The rotating dry hopper is not the right solution for what you're trying to do; if you just want to do it because you just want to make a rotating dry hopper in a pressurized vessel, that's a totally different issue; just proceed with the unnecessary crazy in that case.

-For what it's worth, recirculation during fermentation also makes fermentation proceed faster, so a gentle pump that can recirculate through a conical could pull double-duty, if you're interested in turning over lots of hoppy beer rapidly.

Adam
 
Just pump beer out of the liquid tube and back in through the gas tube. That'll circulate the beer over the hops (in the keg). Flush the system with CO2 before you start (and maybe lay the keg on its side so that there's no problems with the pump having to draw liquid up the height of the keg).

You can clean the system with beer line cleaner and starsan in exactly the way you already do for your beer lines.

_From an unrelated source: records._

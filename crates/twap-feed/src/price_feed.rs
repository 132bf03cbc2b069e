//! Price feed capability.

use async_trait::async_trait;

use twap_core::Price;

use crate::error::{FeedError, FeedResult};

/// Source of the reference price a level provider anchors to.
///
/// Implementations may block on network I/O; callers bound the call with
/// a timeout.
#[async_trait]
pub trait PriceFeed: Send + Sync {
    /// Fetch the current price.
    async fn price(&self) -> FeedResult<Price>;
}

/// Price feed that always returns the same price.
#[derive(Debug, Clone, Copy)]
pub struct FixedPriceFeed {
    price: Price,
}

impl FixedPriceFeed {
    /// Create a fixed feed. The price must be positive.
    pub fn new(price: Price) -> FeedResult<Self> {
        if !price.is_positive() {
            return Err(FeedError::InvalidPrice(format!(
                "fixed price must be positive; was {price}"
            )));
        }
        Ok(Self { price })
    }
}

#[async_trait]
impl PriceFeed for FixedPriceFeed {
    async fn price(&self) -> FeedResult<Price> {
        Ok(self.price)
    }
}
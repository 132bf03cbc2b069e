//! Telemetry error types.

use thiserror::Error;

#[derive(Debug, Error)]
pub enum TelemetryError {
    #[error("Logging initialization failed: {0}")]
    LoggingInit(String),

    #[error("Metrics error: {0}")]
    Metrics(String),

    #[error("IO error: {0}")]
    Io(#[from] std::io::Error),
}

pub type TelemetryResult<T> = Result<T, TelemetryError>;
//! Prometheus metrics for the TWAP sell bot.
//!
//! Covers:
//! - Tick outcomes and tick errors
//! - Current bucket, daily cap and released amount
//! - Reference price and price feed latency
//! - Fills reported back by the venue
//!
//! # Panics
//!
//! Metric registration uses `unwrap()` intentionally. If registration fails,
//! it indicates a fatal configuration error (e.g., duplicate metric names)
//! that should cause an immediate crash at startup rather than silent failure.
//! These panics only occur during static initialization, never at runtime.

use once_cell::sync::Lazy;
use prometheus::{
    register_counter, register_counter_vec, register_gauge, register_histogram,
    register_int_gauge, Counter, CounterVec, Encoder, Gauge, Histogram, IntGauge, TextEncoder,
};

use crate::error::{TelemetryError, TelemetryResult};

/// Ticks by allotment outcome.
/// Labels: outcome (release/outside_window/day_exhausted/bucket_filled/...)
pub static TICKS_TOTAL: Lazy<CounterVec> = Lazy::new(|| {
    register_counter_vec!("twap_ticks_total", "Total ticks by outcome", &["outcome"]).unwrap()
});

/// Ticks aborted by an error.
pub static TICK_ERRORS_TOTAL: Lazy<CounterVec> = Lazy::new(|| {
    register_counter_vec!(
        "twap_tick_errors_total",
        "Total ticks aborted by an error",
        &["kind"]
    )
    .unwrap()
});

/// Bucket index of the last tick.
pub static BUCKET_ID: Lazy<IntGauge> =
    Lazy::new(|| register_int_gauge!("twap_bucket_id", "Current parent bucket index").unwrap());

/// Daily base-asset cap in effect.
pub static DAILY_LIMIT: Lazy<Gauge> = Lazy::new(|| {
    register_gauge!("twap_daily_limit_base", "Daily base-asset cap in effect").unwrap()
});

/// Base amount offered by the last tick.
pub static RELEASED_BASE: Lazy<Gauge> = Lazy::new(|| {
    register_gauge!("twap_released_base", "Base amount offered by the last tick").unwrap()
});

/// Levels handed to the strategy loop.
pub static LEVELS_TOTAL: Lazy<Counter> = Lazy::new(|| {
    register_counter!("twap_levels_total", "Total sell levels emitted").unwrap()
});

/// Reference price after the rate offset.
pub static REFERENCE_PRICE: Lazy<Gauge> = Lazy::new(|| {
    register_gauge!("twap_reference_price", "Reference price after rate offset").unwrap()
});

/// Price feed latency in milliseconds.
pub static PRICE_FEED_LATENCY_MS: Lazy<Histogram> = Lazy::new(|| {
    register_histogram!(
        "twap_price_feed_latency_ms",
        "Price feed fetch latency in milliseconds",
        vec![5.0, 10.0, 25.0, 50.0, 100.0, 250.0, 500.0, 1000.0, 2500.0, 5000.0]
    )
    .unwrap()
});

/// Base volume sold, as reported by fills.
pub static FILLED_BASE_TOTAL: Lazy<Counter> = Lazy::new(|| {
    register_counter!("twap_filled_base_total", "Total base volume reported filled").unwrap()
});

/// Metrics facade for easy access.
pub struct Metrics;

impl Metrics {
    /// Record a completed tick.
    pub fn tick(outcome: &str) {
        TICKS_TOTAL.with_label_values(&[outcome]).inc();
    }

    /// Record an aborted tick.
    pub fn tick_error(kind: &str) {
        TICK_ERRORS_TOTAL.with_label_values(&[kind]).inc();
    }

    /// Record the bucket a tick fell into.
    pub fn bucket(id: i64, daily_limit: f64) {
        BUCKET_ID.set(id);
        DAILY_LIMIT.set(daily_limit);
    }

    pub fn released(amount: f64) {
        RELEASED_BASE.set(amount);
    }

    pub fn levels_emitted(count: usize) {
        LEVELS_TOTAL.inc_by(count as f64);
    }

    pub fn reference_price(price: f64) {
        REFERENCE_PRICE.set(price);
    }

    pub fn price_feed_latency(latency_ms: f64) {
        PRICE_FEED_LATENCY_MS.observe(latency_ms);
    }

    pub fn filled(base_volume: f64) {
        FILLED_BASE_TOTAL.inc_by(base_volume);
    }
}

/// Render every registered metric in the Prometheus text format.
pub fn gather_text() -> TelemetryResult<String> {
    let encoder = TextEncoder::new();
    let mut buffer = Vec::new();
    encoder
        .encode(&prometheus::gather(), &mut buffer)
        .map_err(|e| TelemetryError::Metrics(e.to_string()))?;
    String::from_utf8(buffer).map_err(|e| TelemetryError::Metrics(e.to_string()))
}

#[cfg(test)]
mod tests {
    use super::*;

    #[test]
    fn test_tick_counters_show_up_in_text() {
        Metrics::tick("release");
        Metrics::tick_error("price_feed");
        Metrics::bucket(7, 1000.0);

        let text = gather_text().unwrap();
        assert!(text.contains("twap_ticks_total{outcome=\"release\"}"));
        assert!(text.contains("twap_tick_errors_total{kind=\"price_feed\"}"));
        assert!(text.contains("twap_bucket_id 7"));
    }

    #[test]
    fn test_counters_accumulate() {
        let before = TICKS_TOTAL.with_label_values(&["bucket_filled"]).get();
        Metrics::tick("bucket_filled");
        Metrics::tick("bucket_filled");
        let after = TICKS_TOTAL.with_label_values(&["bucket_filled"]).get();
        assert_eq!(after - before, 2.0);
    }
}
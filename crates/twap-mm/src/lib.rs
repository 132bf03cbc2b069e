//! TWAP sell-volume scheduling engine.
//!
//! Releases a per-weekday base-asset cap evenly across fixed parent buckets
//! of the UTC day:
//! - Per-weekday volume filters resolving the daily cap
//! - Bucket location for any instant
//! - Allotment with surplus redistribution, smoothing and a minimum child size
//! - Sell level pricing off a reference price feed
//!
//! # Architecture
//!
//! ```text
//! Bot tick → TwapLevelProvider.get_levels(max_base, max_quote)
//!             ├─ Clock: now (UTC)
//!             ├─ VolumeFilter: daily cap for the weekday
//!             ├─ BucketScheduler: bucket id / bounds
//!             ├─ ExecutionHistory: volume sold so far (optional)
//!             ├─ compute_allotment: amount to release
//!             └─ PriceFeed + RateOffset + OrderConstraints: sell level
//! ```

pub mod bucket;
pub mod clock;
pub mod config;
pub mod error;
pub mod fill;
pub mod provider;
pub mod schedule;
pub mod volume_filter;

pub use bucket::{BucketInfo, BucketScheduler, BucketSlot};
pub use clock::{Clock, ManualClock, SystemClock};
pub use config::TwapConfig;
pub use error::{ConfigError, MmError, MmResult};
pub use fill::{ExecutionHistory, FillHandler, FillLedger};
pub use provider::{LevelProvider, TickReport, TwapLevelProvider};
pub use schedule::{compute_allotment, Allotment, AllotmentOutcome, ScheduleInputs, ScheduleParams};
pub use volume_filter::{CapUnit, FilterAction, FilterMode, VolumeFilter, VolumeFilterError};
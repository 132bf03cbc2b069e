//! Per-bucket sell allotment.
//!
//! Turns the day's cap, the bucket position and what has already been sold
//! into the amount of base asset to offer for the rest of the bucket:
//!
//! ```text
//! nominal   = daily_limit / selling_buckets
//! sold      = sold_before_bucket + nominal * unobserved_buckets
//! surplus   = max(nominal * id - sold, 0)
//! share     = min(surplus / remaining_buckets, ceiling * remaining_capacity)
//! target    = nominal + share
//! smoothed  = factor * observed_prev + (1 - factor) * target   (if observed)
//! parent    = smoothed
//! remaining = parent - sold_in_bucket, bounded by what is left of the day
//! ```
//!
//! A remaining amount below `min_child_pct * nominal` is held back; it is not
//! lost, since the next bucket sees it as surplus.
//!
//! Buckets the execution history does not cover are assumed to have sold
//! exactly their nominal share.

use rust_decimal::Decimal;
use std::fmt;

use twap_core::Size;

/// Tunables for the allotment, taken from `TwapConfig`.
#[derive(Debug, Clone, Copy, PartialEq, Eq)]
pub struct ScheduleParams {
    pub surplus_ceiling: Decimal,
    pub smoothing_factor: Decimal,
    pub min_child_pct: Decimal,
    /// Trim to the remaining daily capacity (true) or drop when it binds.
    pub trim_to_capacity: bool,
}

/// Execution state of the day at the time of the tick.
#[derive(Debug, Clone, Copy, PartialEq, Eq)]
pub struct ScheduleInputs {
    pub daily_limit: Size,
    pub selling_buckets: i64,
    pub bucket_id: i64,
    /// Observed sales today before the current bucket started.
    pub sold_before_bucket: Size,
    /// Leading buckets of the day with no execution history.
    pub unobserved_buckets: i64,
    /// Sold in the previous bucket, if known.
    pub observed_previous: Option<Size>,
    /// Sold so far in the current bucket.
    pub sold_in_bucket: Size,
}

/// What the bucket should do this tick.
#[derive(Debug, Clone, Copy, PartialEq, Eq)]
pub enum AllotmentOutcome {
    /// Offer this much base asset.
    Release(Size),
    /// The bucket lies outside the day's selling window.
    OutsideSellingWindow,
    /// The daily cap is used up (or zero).
    DayExhausted,
    /// The bucket's parent allotment has already been sold.
    BucketFilled,
    /// The amount left is under the minimum child size; held for later.
    BelowMinChild { remaining: Size, min_child: Size },
    /// The allotment exceeds the remaining daily capacity and the filter
    /// drops instead of trimming.
    ExceedsCapacity { wanted: Size, capacity: Size },
}

impl AllotmentOutcome {
    /// Short label for metrics.
    pub fn label(&self) -> &'static str {
        match self {
            Self::Release(_) => "release",
            Self::OutsideSellingWindow => "outside_window",
            Self::DayExhausted => "day_exhausted",
            Self::BucketFilled => "bucket_filled",
            Self::BelowMinChild { .. } => "below_min_child",
            Self::ExceedsCapacity { .. } => "exceeds_capacity",
        }
    }
}

impl fmt::Display for AllotmentOutcome {
    fn fmt(&self, f: &mut fmt::Formatter<'_>) -> fmt::Result {
        match self {
            Self::Release(amount) => write!(f, "release {amount}"),
            Self::OutsideSellingWindow => write!(f, "outside selling window"),
            Self::DayExhausted => write!(f, "day exhausted"),
            Self::BucketFilled => write!(f, "bucket filled"),
            Self::BelowMinChild {
                remaining,
                min_child,
            } => write!(f, "below min child ({remaining} < {min_child})"),
            Self::ExceedsCapacity { wanted, capacity } => {
                write!(f, "exceeds capacity ({wanted} > {capacity})")
            }
        }
    }
}
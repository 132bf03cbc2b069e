//! Fill handling and execution history.
//!
//! The provider never writes fills itself. Collaborators report executed
//! trades through `FillHandler`; `FillLedger` keeps recent sell volume so
//! the schedule can see what was actually sold in earlier buckets.

use chrono::{DateTime, Duration, Utc};
use parking_lot::RwLock;
use tracing::{debug, warn};

use twap_core::{OrderSide, Size, Trade};

use crate::error::{MmError, MmResult};

/// Receives executed trades.
pub trait FillHandler: Send + Sync {
    /// Returns whether the trade was recorded.
    fn handle_fill(&self, trade: &Trade) -> MmResult<bool>;
}

/// Read access to executed sell volume.
pub trait ExecutionHistory: Send + Sync {
    /// Instant from which every sell fill is known. Volume before it is
    /// unknown, not zero.
    fn observed_since(&self) -> DateTime<Utc>;

    /// Base volume sold in `[start, end)`.
    fn base_sold_between(&self, start: DateTime<Utc>, end: DateTime<Utc>) -> MmResult<Size>;
}

#[derive(Debug, Clone)]
struct LedgerEntry {
    trade_id: String,
    timestamp: DateTime<Utc>,
    base_volume: Size,
}

/// In-memory record of recent sell fills.
#[derive(Debug)]
pub struct FillLedger {
    entries: RwLock<Vec<LedgerEntry>>,
    retention: Duration,
    observed_since: DateTime<Utc>,
}

impl Default for FillLedger {
    /// A ledger watching from now.
    fn default() -> Self {
        Self::new(Utc::now())
    }
}

impl FillLedger {
    /// Create a ledger that sees every fill from `observed_since` on.
    pub fn new(observed_since: DateTime<Utc>) -> Self {
        Self {
            entries: RwLock::new(Vec::new()),
            retention: Duration::days(2),
            observed_since,
        }
    }

    /// Keep fills for `retention` behind the newest one.
    #[must_use]
    pub fn with_retention(mut self, retention: Duration) -> Self {
        self.retention = retention;
        self
    }

    /// Number of fills currently held.
    pub fn len(&self) -> usize {
        self.entries.read().len()
    }

    pub fn is_empty(&self) -> bool {
        self.entries.read().is_empty()
    }
}

impl FillHandler for FillLedger {
    fn handle_fill(&self, trade: &Trade) -> MmResult<bool> {
        if trade.side != OrderSide::Sell {
            debug!(trade_id = %trade.trade_id, side = %trade.side, "Ignoring non-sell fill");
            return Ok(false);
        }
        if !trade.base_volume.is_positive() {
            return Err(MmError::Fill(format!(
                "trade {} has non-positive base volume {}",
                trade.trade_id, trade.base_volume
            )));
        }

        let mut entries = self.entries.write();
        if entries.iter().any(|e| e.trade_id == trade.trade_id) {
            warn!(trade_id = %trade.trade_id, "Duplicate fill ignored");
            return Ok(false);
        }

        entries.push(LedgerEntry {
            trade_id: trade.trade_id.clone(),
            timestamp: trade.timestamp,
            base_volume: trade.base_volume,
        });

        let newest = entries
            .iter()
            .map(|e| e.timestamp)
            .max()
            .unwrap_or(trade.timestamp);
        let cutoff = newest - self.retention;
        entries.retain(|e| e.timestamp >= cutoff);

        debug!(
            trade_id = %trade.trade_id,
            base_volume = %trade.base_volume,
            held = entries.len(),
            "Recorded sell fill"
        );
        Ok(true)
    }
}

impl ExecutionHistory for FillLedger {
    fn observed_since(&self) -> DateTime<Utc> {
        self.observed_since
    }

    fn base_sold_between(&self, start: DateTime<Utc>, end: DateTime<Utc>) -> MmResult<Size> {
        Ok(self
            .entries
            .read()
            .iter()
            .filter(|e| e.timestamp >= start && e.timestamp < end)
            .map(|e| e.base_volume)
            .sum())
    }
}

#[cfg(test)]
mod tests {
    use super::*;
    use chrono::TimeZone;
    use rust_decimal_macros::dec;
    use twap_core::Price;

    fn at(hour: u32, min: u32) -> DateTime<Utc> {
        Utc.with_ymd_and_hms(2026, 2, 9, hour, min, 0).unwrap()
    }

    fn ledger() -> FillLedger {
        FillLedger::new(at(0, 0))
    }

    fn sell(id: &str, ts: DateTime<Utc>, volume: rust_decimal::Decimal) -> Trade {
        Trade {
            trade_id: id.to_string(),
            timestamp: ts,
            side: OrderSide::Sell,
            price: Price::new(dec!(1)),
            base_volume: Size::new(volume),
            fee: rust_decimal::Decimal::ZERO,
        }
    }

    #[test]
    fn test_sums_fills_in_half_open_window() {
        let ledger = ledger();
        ledger.handle_fill(&sell("a", at(1, 0), dec!(10))).unwrap();
        ledger.handle_fill(&sell("b", at(1, 59), dec!(5))).unwrap();
        ledger.handle_fill(&sell("c", at(2, 0), dec!(7))).unwrap();

        assert_eq!(
            ledger.base_sold_between(at(1, 0), at(2, 0)).unwrap(),
            Size::new(dec!(15))
        );
        assert_eq!(
            ledger.base_sold_between(at(2, 0), at(3, 0)).unwrap(),
            Size::new(dec!(7))
        );
    }

    #[test]
    fn test_ignores_buys_and_duplicates() {
        let ledger = ledger();
        let mut buy = sell("b1", at(1, 0), dec!(3));
        buy.side = OrderSide::Buy;
        assert!(!ledger.handle_fill(&buy).unwrap());
        assert!(ledger.handle_fill(&sell("s1", at(1, 0), dec!(3))).unwrap());
        assert!(!ledger.handle_fill(&sell("s1", at(1, 0), dec!(3))).unwrap());

        assert_eq!(ledger.len(), 1);
    }

    #[test]
    fn test_rejects_empty_fill() {
        let ledger = ledger();
        assert!(ledger.handle_fill(&sell("z", at(1, 0), dec!(0))).is_err());
        assert!(ledger.is_empty());
    }

    #[test]
    fn test_prunes_old_fills() {
        let ledger = ledger().with_retention(Duration::hours(1));
        ledger.handle_fill(&sell("old", at(0, 0), dec!(1))).unwrap();
        ledger.handle_fill(&sell("new", at(2, 0), dec!(1))).unwrap();
        assert_eq!(ledger.len(), 1);
    }

    #[test]
    fn test_reports_observation_start() {
        let ledger = FillLedger::new(at(12, 0));
        assert_eq!(ledger.observed_since(), at(12, 0));
        assert!(FillLedger::default().observed_since() <= Utc::now());
    }
}
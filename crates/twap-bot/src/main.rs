//! TWAP sell-volume bot - Entry Point

use anyhow::Result;
use clap::Parser;
use tracing::info;

/// TWAP sell-volume bot
#[derive(Parser, Debug)]
#[command(version, about, long_about = None)]
struct Args {
    /// Configuration file path (can also be set via TWAP_CONFIG env var)
    #[arg(short, long)]
    config: Option<String>,
}

#[tokio::main]
async fn main() -> Result<()> {
    let args = Args::parse();

    // Determine config path: CLI arg > TWAP_CONFIG env var > default
    let config_path = args
        .config
        .or_else(|| std::env::var("TWAP_CONFIG").ok())
        .unwrap_or_else(|| "config/default.toml".to_string());

    let config = twap_bot::AppConfig::from_file(&config_path)?;

    twap_telemetry::init_logging(Some(&config.telemetry.log_level))?;
    info!("Starting TWAP Bot v{}", env!("CARGO_PKG_VERSION"));
    info!(
        config_path = %config_path,
        num_hours_to_sell = config.twap.num_hours_to_sell,
        parent_bucket_size_seconds = config.twap.parent_bucket_size_seconds,
        "Configuration loaded"
    );

    let app = twap_bot::Application::new(config)?;
    app.run().await?;

    Ok(())
}
//! Reference price feeds for the TWAP sell bot.
//!
//! - `PriceFeed`: async capability returning the current reference price
//! - `FixedPriceFeed`: constant price (tests, pegged assets)
//! - `GenericPriceFeed`: HTTP GET + JSON path extraction
//! - `RateOffset`: percent/absolute adjustment applied to a fetched price

pub mod error;
pub mod generic;
pub mod offset;
pub mod price_feed;

pub use error::{FeedError, FeedResult};
pub use generic::GenericPriceFeed;
pub use offset::RateOffset;
pub use price_feed::{FixedPriceFeed, PriceFeed};
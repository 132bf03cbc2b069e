//! Prometheus metrics and structured logging for the TWAP sell bot.
//!
//! - Prometheus metrics for ticks, bucket allotments and the price feed
//! - Structured JSON logging with tracing
//! - `/metrics` and `/health` endpoints

pub mod error;
pub mod logging;
pub mod metrics;
pub mod server;

pub use error::{TelemetryError, TelemetryResult};
pub use logging::init_logging;
pub use metrics::Metrics;
pub use server::{metrics_router, run_metrics_server};
//! Price feed wrapper recording fetch latency.

use std::sync::Arc;
use std::time::Instant;

use async_trait::async_trait;

use twap_core::Price;
use twap_feed::{FeedResult, PriceFeed};
use twap_telemetry::Metrics;

pub struct InstrumentedPriceFeed {
    inner: Arc<dyn PriceFeed>,
}

impl InstrumentedPriceFeed {
    pub fn new(inner: Arc<dyn PriceFeed>) -> Self {
        Self { inner }
    }
}

#[async_trait]
impl PriceFeed for InstrumentedPriceFeed {
    async fn price(&self) -> FeedResult<Price> {
        let started = Instant::now();
        let result = self.inner.price().await;
        Metrics::price_feed_latency(started.elapsed().as_secs_f64() * 1000.0);
        result
    }
}
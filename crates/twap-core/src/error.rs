//! Error types for twap-core.

use rust_decimal::Decimal;
use thiserror::Error;

use crate::{Price, Size};

/// Core error types.
#[derive(Debug, Error)]
pub enum CoreError {
    #[error("Invalid price: {0}")]
    InvalidPrice(String),

    #[error("Invalid size: {0}")]
    InvalidSize(String),

    #[error("Decimal parse error: {0}")]
    DecimalParse(#[from] rust_decimal::Error),

    #[error("Invalid order constraints: {0}")]
    InvalidConstraints(String),
}

/// Reason a candidate level could not be fitted to the order constraints.
///
/// Not a hard failure: the caller drops the level and logs the reason.
#[derive(Debug, Clone, PartialEq, Eq, Error)]
pub enum ConstraintViolation {
    #[error("price {0} is not positive")]
    NonPositivePrice(Price),

    #[error("amount {amount} is below the minimum base amount {min}")]
    BelowMinBase { amount: Size, min: Size },

    #[error("notional {notional} is below the minimum quote amount {min}")]
    BelowMinQuote { notional: Decimal, min: Decimal },
}

/// Result type alias for core operations.
pub type Result<T> = std::result::Result<T, CoreError>;
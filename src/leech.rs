// Copyright 2025 Fernando Borretti
//
// Licensed under the Apache License, Version 2.0 (the "License");
// you may not use this file except in compliance with the License.
// You may obtain a copy of the License at
//
//     http://www.apache.org/licenses/LICENSE-2.0
//
// Unless required by applicable law or agreed to in writing, software
// distributed under the License is distributed on an "AS IS" BASIS,
// WITHOUT WARRANTIES OR CONDITIONS OF ANY KIND, either express or implied.
// See the License for the specific language governing permissions and
// limitations under the License.

use crate::settings::Settings;
use crate::types::progress::Progress;

/// Whether a card has lapsed often enough to be treated as a leech.
pub fn is_leech(progress: &Progress, settings: &Settings) -> bool {
    progress.lapses() >= settings.leech_threshold
}
// Copyright 2025 Fernando Borretti
//
// Licensed under the Apache License, Version 2.0 (the "License");
// you may not use this file except in compliance with the License.
// You may obtain a copy of the License at
//
//     http://www.apache.org/licenses/LICENSE-2.0
//
// Unless required by applicable law or agreed to in writing, software
// distributed under the License is distributed on an "AS IS" BASIS,
// WITHOUT WARRANTIES OR CONDITIONS OF ANY KIND, either express or implied.
// See the License for the specific language governing permissions and
// limitations under the License.

use std::fmt::Display;
use std::fmt::Formatter;

use rusqlite::ToSql;
use rusqlite::types::FromSql;
use rusqlite::types::FromSqlError;
use rusqlite::types::FromSqlResult;
use rusqlite::types::ToSqlOutput;
use rusqlite::types::ValueRef;
use serde::Deserialize;
use serde::Deserializer;
use serde::Serialize;
use serde::Serializer;
use serde::de::Error as _;

use crate::error::ErrorReport;
use crate::error::Fallible;

const SCALE: u32 = 1000;

/// A non-negative decimal with three fractional digits, stored as an integer
/// count of thousandths. Repeated ease adjustments stay exact.
#[derive(Clone, Copy, PartialEq, Eq, PartialOrd, Ord, Hash, Debug, Default)]
pub struct Factor(u32);

impl Factor {
    pub const ONE: Factor = Factor(SCALE);

    pub const fn from_milli(milli: u32) -> Self {
        Self(milli)
    }

    pub const fn milli(self) -> u32 {
        self.0
    }

    /// Rounds half-up to the nearest thousandth.
    pub fn from_f64(value: f64) -> Fallible<Self> {
        if !value.is_finite() || value < 0.0 {
            return Err(ErrorReport::new(format!("invalid decimal: {value}")));
        }
        let milli = (value * f64::from(SCALE) + 0.5).floor();
        if milli > f64::from(u32::MAX) {
            return Err(ErrorReport::new(format!("decimal out of range: {value}")));
        }
        Ok(Self(milli as u32))
    }

    pub fn as_f64(self) -> f64 {
        f64::from(self.0) / f64::from(SCALE)
    }

    pub fn saturating_add(self, other: Factor) -> Self {
        Self(self.0.saturating_add(other.0))
    }

    pub fn saturating_sub(self, other: Factor) -> Self {
        Self(self.0.saturating_sub(other.0))
    }

    pub fn clamp(self, min: Factor, max: Factor) -> Self {
        Self(self.0.clamp(min.0, max.0))
    }
}

/// Multiplies a whole number of days by a chain of factors, rounding the
/// product half-up to a whole day.
pub fn scale_days(days: u32, factors: &[Factor]) -> u32 {
    let mut numerator: u128 = u128::from(days);
    let mut denominator: u128 = 1;
    for factor in factors {
        numerator *= u128::from(factor.0);
        denominator *= u128::from(SCALE);
    }
    let rounded = (numerator + denominator / 2) / denominator;
    u32::try_from(rounded).unwrap_or(u32::MAX)
}

impl Display for Factor {
    fn fmt(&self, f: &mut Formatter<'_>) -> std::fmt::Result {
        write!(f, "{}.{:03}", self.0 / SCALE, self.0 % SCALE)
    }
}

impl Serialize for Factor {
    fn serialize<S>(&self, serializer: S) -> Result<S::Ok, S::Error>
    where
        S: Serializer,
    {
        serializer.serialize_f64(self.as_f64())
    }
}

impl<'de> Deserialize<'de> for Factor {
    fn deserialize<D>(deserializer: D) -> Result<Self, D::Error>
    where
        D: Deserializer<'de>,
    {
        let value = f64::deserialize(deserializer)?;
        Factor::from_f64(value).map_err(|e| D::Error::custom(e.to_string()))
    }
}

impl ToSql for Factor {
    fn to_sql(&self) -> rusqlite::Result<ToSqlOutput<'_>> {
        Ok(ToSqlOutput::from(self.0))
    }
}

impl FromSql for Factor {
    fn column_result(value: ValueRef<'_>) -> FromSqlResult<Self> {
        let milli: i64 = FromSql::column_result(value)?;
        u32::try_from(milli)
            .map(Factor)
            .map_err(|_| FromSqlError::OutOfRange(milli))
    }
}

#[cfg(test)]
mod tests {
    use super::*;

    #[test]
    fn test_from_f64() -> Fallible<()> {
        assert_eq!(Factor::from_f64(2.5)?, Factor::from_milli(2500));
        assert_eq!(Factor::from_f64(1.3)?, Factor::from_milli(1300));
        assert_eq!(Factor::from_f64(0.0)?, Factor::from_milli(0));
        assert!(Factor::from_f64(-0.1).is_err());
        assert!(Factor::from_f64(f64::NAN).is_err());
        Ok(())
    }

    #[test]
    fn test_display() {
        assert_eq!(Factor::from_milli(2500).to_string(), "2.500");
        assert_eq!(Factor::from_milli(15).to_string(), "0.015");
    }

    #[test]
    fn test_repeated_steps_are_exact() {
        let step = Factor::from_milli(150);
        let mut ease = Factor::from_milli(2500);
        for _ in 0..1000 {
            ease = ease.saturating_add(step);
        }
        for _ in 0..1000 {
            ease = ease.saturating_sub(step);
        }
        assert_eq!(ease, Factor::from_milli(2500));
    }

    #[test]
    fn test_scale_days_rounds_half_up() {
        assert_eq!(scale_days(1, &[Factor::from_milli(2500)]), 3);
        assert_eq!(scale_days(1, &[Factor::from_milli(2499)]), 2);
        assert_eq!(scale_days(10, &[Factor::from_milli(2500), Factor::ONE]), 25);
        let factors = [Factor::from_milli(2650), Factor::ONE, Factor::from_milli(1300)];
        assert_eq!(scale_days(3, &factors), 10);
        assert_eq!(scale_days(10, &[Factor::from_milli(0)]), 0);
        assert_eq!(scale_days(7, &[]), 7);
    }

    #[test]
    fn test_serde() -> Fallible<()> {
        let json = serde_json::to_string(&Factor::from_milli(1300))?;
        assert_eq!(json, "1.3");
        let back: Factor = serde_json::from_str("1.3")?;
        assert_eq!(back, Factor::from_milli(1300));
        assert!(serde_json::from_str::<Factor>("-1.0").is_err());
        Ok(())
    }
}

ETA: Or you could use a second keg and a randall and pressure transfer from one keg to another.
 
Could do a combination of ideas. Make the internal basket (that holds the hops) and the bar that attached to the lid stationary. Then spin the keg itself. Removes the added problems of sealing a spinning drive shaft, now you just have a stationary shaft attached to a keg lid.

Or you could throw the hops and beer into the keg, purge and cover with CO2. Then strap the keg down into the bed of a truck then go 4 wheeling through a mud pit for a couple hours. Have some fun while you're turbo dry hopping:rockin:.
 
Crazy as all this sounds............I like the hot dog roller idea the best.

You already have the dip tube in there, which could be the basis, or foundation for your "agitator", if you will.

Devise some type of detachable "paddle", that was easily sanitize-able, that could be clipped on the dip tube.

You could sacrifice 1 corney keg lid,to be used amongst all your kegs.

Attach your hop basket to the lid..........Solid stainless rivets come to mind, ( 'cause I do sheet metal work!).

Prep and install them properly, and they will hold pressure, as they do it all day long , ( rivets), on an aircraft fuselage.

Build a rack with inline skate wheels top and bottom, that will cradle the corney, with a stop at each end so the keg won't "crawl" out of the cradle.
The "stops" could include a skateboard wheel.......(hmmmmm, 'cept for the "notches" on the handle end of the keg....)......WAIT!

Make the handle end higher on the rack, then only one "stop" idler would be needed.

Rig up a slow, friction drive setup, where the drive wheel bears on the keg body...........Windshield wiper motor comes to mind.

Load the keg, purge, lay it on the cradle, and turn it on.